• _Task item_: Print nothing but the lines below starting at the line that holds "filename crates/rn-core/src/coordinate.rs" and ending at the line that holds "if lon.unsigned_abs() >>", including both, each exactly as written.

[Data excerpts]
-----

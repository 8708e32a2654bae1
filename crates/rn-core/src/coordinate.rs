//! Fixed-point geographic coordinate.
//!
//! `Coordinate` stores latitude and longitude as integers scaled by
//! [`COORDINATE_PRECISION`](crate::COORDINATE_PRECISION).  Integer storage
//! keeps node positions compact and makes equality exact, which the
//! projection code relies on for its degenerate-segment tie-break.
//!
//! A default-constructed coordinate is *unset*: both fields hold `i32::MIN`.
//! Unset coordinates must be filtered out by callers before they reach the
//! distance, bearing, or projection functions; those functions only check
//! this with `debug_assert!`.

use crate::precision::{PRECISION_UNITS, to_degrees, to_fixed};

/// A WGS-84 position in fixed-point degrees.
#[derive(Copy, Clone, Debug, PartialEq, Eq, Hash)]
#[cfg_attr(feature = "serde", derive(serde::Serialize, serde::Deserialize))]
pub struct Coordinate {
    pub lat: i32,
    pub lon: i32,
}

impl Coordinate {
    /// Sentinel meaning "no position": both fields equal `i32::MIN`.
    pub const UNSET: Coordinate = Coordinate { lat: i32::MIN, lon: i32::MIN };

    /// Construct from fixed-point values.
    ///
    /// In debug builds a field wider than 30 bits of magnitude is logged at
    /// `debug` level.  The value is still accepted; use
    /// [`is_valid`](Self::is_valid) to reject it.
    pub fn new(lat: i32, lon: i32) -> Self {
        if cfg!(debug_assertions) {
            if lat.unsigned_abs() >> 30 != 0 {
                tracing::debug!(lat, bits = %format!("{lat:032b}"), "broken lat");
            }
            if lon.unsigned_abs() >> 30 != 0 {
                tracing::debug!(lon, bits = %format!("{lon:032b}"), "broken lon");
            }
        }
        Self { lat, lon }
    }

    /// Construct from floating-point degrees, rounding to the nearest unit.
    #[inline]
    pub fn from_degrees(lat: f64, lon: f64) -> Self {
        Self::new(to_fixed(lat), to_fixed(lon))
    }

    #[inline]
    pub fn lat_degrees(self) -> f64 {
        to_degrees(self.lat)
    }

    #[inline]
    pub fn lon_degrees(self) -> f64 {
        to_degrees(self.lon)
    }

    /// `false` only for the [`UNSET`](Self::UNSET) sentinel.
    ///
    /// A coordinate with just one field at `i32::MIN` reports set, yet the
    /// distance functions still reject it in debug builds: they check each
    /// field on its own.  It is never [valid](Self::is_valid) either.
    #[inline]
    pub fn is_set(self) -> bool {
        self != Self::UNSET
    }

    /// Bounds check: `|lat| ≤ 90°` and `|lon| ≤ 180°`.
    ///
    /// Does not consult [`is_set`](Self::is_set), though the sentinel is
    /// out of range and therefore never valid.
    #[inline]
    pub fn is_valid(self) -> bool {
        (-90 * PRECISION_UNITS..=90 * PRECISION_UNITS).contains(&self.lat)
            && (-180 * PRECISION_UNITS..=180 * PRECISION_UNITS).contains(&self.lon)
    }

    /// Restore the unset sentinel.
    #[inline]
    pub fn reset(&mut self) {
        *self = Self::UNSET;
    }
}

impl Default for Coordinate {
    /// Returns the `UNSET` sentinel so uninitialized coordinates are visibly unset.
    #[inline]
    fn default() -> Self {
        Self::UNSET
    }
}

-----

• _Output of the exercise_:
filename crates/rn-core/src/coordinate.rs
//! Fixed-point geographic coordinate.
//!
//! `Coordinate` stores latitude and longitude as integers scaled by
//! [`COORDINATE_PRECISION`](crate::COORDINATE_PRECISION).  Integer storage
//! keeps node positions compact and makes equality exact, which the
//! projection code relies on for its degenerate-segment tie-break.
//!
//! A default-constructed coordinate is *unset*: both fields hold `i32::MIN`.
//! Unset coordinates must be filtered out by callers before they reach the
//! distance, bearing, or projection functions; those functions only check
//! this with `debug_assert!`.

use crate::precision::{PRECISION_UNITS, to_degrees, to_fixed};

/// A WGS-84 position in fixed-point degrees.
#[derive(Copy, Clone, Debug, PartialEq, Eq, Hash)]
#[cfg_attr(feature = "serde", derive(serde::Serialize, serde::Deserialize))]
pub struct Coordinate {
    pub lat: i32,
    pub lon: i32,
}

impl Coordinate {
    /// Sentinel meaning "no position": both fields equal `i32::MIN`.
    pub const UNSET: Coordinate = Coordinate { lat: i32::MIN, lon: i32::MIN };

    /// Construct from fixed-point values.
    ///
    /// In debug builds a field wider than 30 bits of magnitude is logged at
    /// `debug` level.  The value is still accepted; use
    /// [`is_valid`](Self::is_valid) to reject it.
    pub fn new(lat: i32, lon: i32) -> Self {
        if cfg!(debug_assertions) {
            if lat.unsigned_abs() >> 30 != 0 {
                tracing::debug!(lat, bits = %format!("{lat:032b}"), "broken lat");
            }
            if lon.unsigned_abs() >> 30 != 0 {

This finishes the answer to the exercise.